[Exercise] Determine how many lines in the records include "impl". Write the number and nothing more.

┄┄┄┄┄┄┄┄┄┄┄┄┄┄┄┄┄┄┄┄

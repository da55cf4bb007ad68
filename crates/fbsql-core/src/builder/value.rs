//! SQL values and parameter handling.
//!
//! Every value that ends up in a rendered statement travels as a positional
//! parameter; only dialect keywords and identifiers are ever written inline.

use serde::{Deserialize, Serialize};

/// A SQL value that can be bound as a positional parameter.
#[derive(Debug, Clone, PartialEq, Serialize, Deserialize)]
pub enum SqlValue {
    /// NULL value.
    Null,
    /// Boolean value.
    Bool(bool),
    /// Integer value.
    Int(i64),
    /// Float value.
    Float(f64),
    /// Text value.
    Text(String),
    /// Binary blob value.
    Blob(Vec<u8>),
}

impl SqlValue {
    /// Returns the parameter placeholder.
    #[must_use]
    pub const fn placeholder() -> &'static str {
        "?"
    }

    /// Returns `true` for [`SqlValue::Null`].
    #[must_use]
    pub const fn is_null(&self) -> bool {
        matches!(self, Self::Null)
    }

    /// Returns the value as an integer, if it is one.
    #[must_use]
    pub const fn as_i64(&self) -> Option<i64> {
        match self {
            Self::Int(n) => Some(*n),
            _ => None,
        }
    }

    /// Returns the value as text, if it is text.
    #[must_use]
    pub fn as_str(&self) -> Option<&str> {
        match self {
            Self::Text(s) => Some(s),
            _ => None,
        }
    }
}

/// Trait for types that can be converted to SQL values.
pub trait ToSqlValue {
    /// Converts the value to a `SqlValue`.
    fn to_sql_value(self) -> SqlValue;
}

impl ToSqlValue for SqlValue {
    fn to_sql_value(self) -> SqlValue {
        self
    }
}

impl ToSqlValue for bool {
    fn to_sql_value(self) -> SqlValue {
        SqlValue::Bool(self)
    }
}

macro_rules! int_to_sql_value {
    ($($t:ty),*) => {
        $(
            impl ToSqlValue for $t {
                fn to_sql_value(self) -> SqlValue {
                    SqlValue::Int(i64::from(self))
                }
            }
        )*
    };
}

int_to_sql_value!(i32, i16, u32);

impl ToSqlValue for i64 {
    fn to_sql_value(self) -> SqlValue {
        SqlValue::Int(self)
    }
}

impl ToSqlValue for f64 {
    fn to_sql_value(self) -> SqlValue {
        SqlValue::Float(self)
    }
}

impl ToSqlValue for String {
    fn to_sql_value(self) -> SqlValue {
        SqlValue::Text(self)
    }
}

impl ToSqlValue for &str {
    fn to_sql_value(self) -> SqlValue {
        SqlValue::Text(String::from(self))
    }
}

impl<T: ToSqlValue> ToSqlValue for Option<T> {
    fn to_sql_value(self) -> SqlValue {
        match self {
            Some(v) => v.to_sql_value(),
            None => SqlValue::Null,
        }
    }
}

impl ToSqlValue for Vec<u8> {
    fn to_sql_value(self) -> SqlValue {
        SqlValue::Blob(self)
    }
}

#[cfg(test)]
mod tests {
    use super::*;

    #[test]
    fn test_to_sql_value_conversions() {
        assert_eq!(true.to_sql_value(), SqlValue::Bool(true));
        assert_eq!(42_i32.to_sql_value(), SqlValue::Int(42));
        assert_eq!(2.5_f64.to_sql_value(), SqlValue::Float(2.5));
        assert_eq!(
            "hello".to_sql_value(),
            SqlValue::Text(String::from("hello"))
        );
        assert_eq!(None::<i32>.to_sql_value(), SqlValue::Null);
        assert_eq!(Some(42_i32).to_sql_value(), SqlValue::Int(42));
    }

    #[test]
    fn test_accessors() {
        assert_eq!(SqlValue::Int(7).as_i64(), Some(7));
        assert_eq!(SqlValue::Text(String::from("x")).as_i64(), None);
        assert_eq!(SqlValue::Text(String::from("x")).as_str(), Some("x"));
        assert!(SqlValue::Null.is_null());
        assert!(!SqlValue::Int(0).is_null());
    }
}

┄┄┄┄┄┄┄┄┄┄┄┄┄┄┄┄┄┄┄┄

[Task solution] 10